Montessori and traditional - What’s the difference?
Montessori education is a student-led and self-paced program.
Montessori students don’t just memorise facts and figures. They also learn the “hows,” “whens,” and “whys,” ensuring that learning takes place on a deep and fundamental level. Specially designed learning materials that use real objects and actions to translate abstract ideas into concrete form are utilized to support them in this learning.
Teachers introduce materials to students according to their level of development and readiness. Students then work with the materials to make exciting discoveries—such as why, when dividing fractions, we invert and multiply. Inherent in the use of Montessori materials is the understanding of the power of discovering answers on one’s own.

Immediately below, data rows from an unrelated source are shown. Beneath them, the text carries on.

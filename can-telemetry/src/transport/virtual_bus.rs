//! In-process virtual CAN bus
//!
//! Every [`VirtualTransport`] connected to the same channel name joins one
//! broadcast domain: a frame sent by one peer is received by every other peer
//! on that channel (never echoed back to the sender). Useful for running the
//! whole pipeline without hardware and for feeding a live connection from a
//! test or a second process thread.

use super::{filters_accept, CanTransport, HardwareFilter};
use crate::types::{now_seconds, Channel, Frame, Result, TelemetryError};
use crossbeam_channel::{Receiver, RecvTimeoutError, Sender};
use once_cell::sync::Lazy;
use parking_lot::Mutex;
use std::collections::HashMap;
use std::sync::atomic::{AtomicU64, Ordering};
use std::time::{Duration, Instant};

struct Peer {
    id: u64,
    tx: Sender<Frame>,
}

static CHANNELS: Lazy<Mutex<HashMap<String, Vec<Peer>>>> = Lazy::new(|| Mutex::new(HashMap::new()));
static NEXT_PEER_ID: AtomicU64 = AtomicU64::new(1);

/// Disconnect every peer on `channel`, as if the bus had been unplugged
///
/// Connected transports see [`TelemetryError::TransportLost`] on their next
/// receive once queued frames are drained. Returns the number of peers dropped.
pub fn close_channel(channel: &str) -> usize {
    let removed = CHANNELS.lock().remove(channel).map(|p| p.len()).unwrap_or(0);
    log::info!("Closed virtual channel '{}' ({} peers)", channel, removed);
    removed
}

/// Number of peers currently connected to `channel`
pub fn peer_count(channel: &str) -> usize {
    CHANNELS.lock().get(channel).map(|p| p.len()).unwrap_or(0)
}

/// One peer on a virtual channel
pub struct VirtualTransport {
    channel: String,
    peer_id: Option<u64>,
    rx: Option<Receiver<Frame>>,
    filters: Vec<HardwareFilter>,
}

impl VirtualTransport {
    pub fn new(channel: impl Into<String>) -> Self {
        Self {
            channel: channel.into(),
            peer_id: None,
            rx: None,
            filters: Vec::new(),
        }
    }

    pub fn channel(&self) -> &str {
        &self.channel
    }

    fn lost(&self, reason: &str) -> TelemetryError {
        TelemetryError::TransportLost {
            transport: format!("virtual:{}", self.channel),
            reason: reason.to_string(),
        }
    }
}

impl CanTransport for VirtualTransport {
    fn connect(&mut self) -> Result<()> {
        if self.peer_id.is_some() {
            return Ok(());
        }
        let id = NEXT_PEER_ID.fetch_add(1, Ordering::Relaxed);
        let (tx, rx) = crossbeam_channel::unbounded();
        CHANNELS
            .lock()
            .entry(self.channel.clone())
            .or_default()
            .push(Peer { id, tx });

        self.peer_id = Some(id);
        self.rx = Some(rx);
        log::debug!("Virtual peer {} joined channel '{}'", id, self.channel);
        Ok(())
    }

    fn is_valid(&self) -> bool {
        match self.peer_id {
            Some(id) => CHANNELS
                .lock()
                .get(&self.channel)
                .map(|peers| peers.iter().any(|p| p.id == id))
                .unwrap_or(false),
            None => false,
        }
    }

    fn recv(&mut self, timeout: Duration) -> Result<Option<Frame>> {
        let rx = self.rx.as_ref().ok_or_else(|| self.lost("not connected"))?;
        let deadline = Instant::now() + timeout;

        loop {
            let remaining = deadline.saturating_duration_since(Instant::now());
            match rx.recv_timeout(remaining) {
                Ok(frame) => {
                    if filters_accept(&self.filters, &frame) {
                        return Ok(Some(frame));
                    }
                    log::trace!("Filtered out frame 0x{:X}", frame.arbitration_id);
                }
                Err(RecvTimeoutError::Timeout) => return Ok(None),
                Err(RecvTimeoutError::Disconnected) => {
                    return Err(self.lost("channel closed"));
                }
            }
        }
    }

    fn send(&mut self, frame: &Frame) -> Result<()> {
        let own_id = self.peer_id.ok_or_else(|| self.lost("not connected"))?;
        frame.validate()?;

        let mut outgoing = frame.clone();
        if outgoing.timestamp == 0.0 {
            outgoing.timestamp = now_seconds();
        }
        if outgoing.channel.is_none() {
            outgoing.channel = Some(Channel::Name(self.channel.clone()));
        }

        let channels = CHANNELS.lock();
        let peers = channels
            .get(&self.channel)
            .ok_or_else(|| self.lost("channel closed"))?;
        for peer in peers.iter().filter(|p| p.id != own_id) {
            // A peer whose receiver is gone is removed on its own shutdown
            let _ = peer.tx.send(outgoing.clone());
        }
        Ok(())
    }

    fn set_filters(&mut self, filters: &[HardwareFilter]) -> Result<()> {
        self.filters = filters.to_vec();
        Ok(())
    }

    fn shutdown(&mut self) {
        if let Some(id) = self.peer_id.take() {
            let mut channels = CHANNELS.lock();
            if let Some(peers) = channels.get_mut(&self.channel) {
                peers.retain(|p| p.id != id);
                if peers.is_empty() {
                    channels.remove(&self.channel);
                }
            }
            log::debug!("Virtual peer {} left channel '{}'", id, self.channel);
        }
        self.rx = None;
    }
}

impl Drop for VirtualTransport {
    fn drop(&mut self) {
        self.shutdown();
    }
}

Montessori materials: are ingenious hands-on learning tools that are designed to stimulate children’s minds, encourage exploration, and inspire independent learning. They are enticing, simple to use, and intentionally supportive of children’s learning and development. Together, the Montessori materials come together to form the Montessori Curriculum. Montessori materials teach only one skill at a time to provide children with the opportunity to master key learning outcomes through repetition and practice. Doctor Montessori stated: “Nothing goes into the mind that does not first go through the hands.”
Multi-age groupings: of children ages 6 – 9 and 9 –12 (or 6 –12) provide a heterogeneous mix in which children can collaborate and socialise. These inter-age relationships strengthen the entire community. Older children are seen as role models within the community. They support the growth and development of younger children through socialisation, assisting with new work, or teaching skills they have mastered themselves. They can also work with younger students in areas of the curriculum in which they themselves may need more practice, without stigma.
Younger children follow the example set by the older students, and have peers to work with in areas of the curriculum in which they may be more advanced. This multi-age community provides opportunities for all individuals to learn from each other, at times leading, sharing, or serving as role models. It also develops an appreciation for differences.
Within this supportive, inclusive community, children work through the curriculum at their own pace, accelerating during some tasks or taking additional time with others.
Education for peace is a foundational component of Montessori education at all levels. At the Early Childhood level, the teaching of peace, social justice, and global citizenship is based on fostering respect for all people and living things, and helping children learn the tools for peaceful conflict resolution.
The Montessori Method encourages self-directed learning that promotes self-confidence, independent thought and action, and critical thinking, while fostering social-emotional and intellectual growth.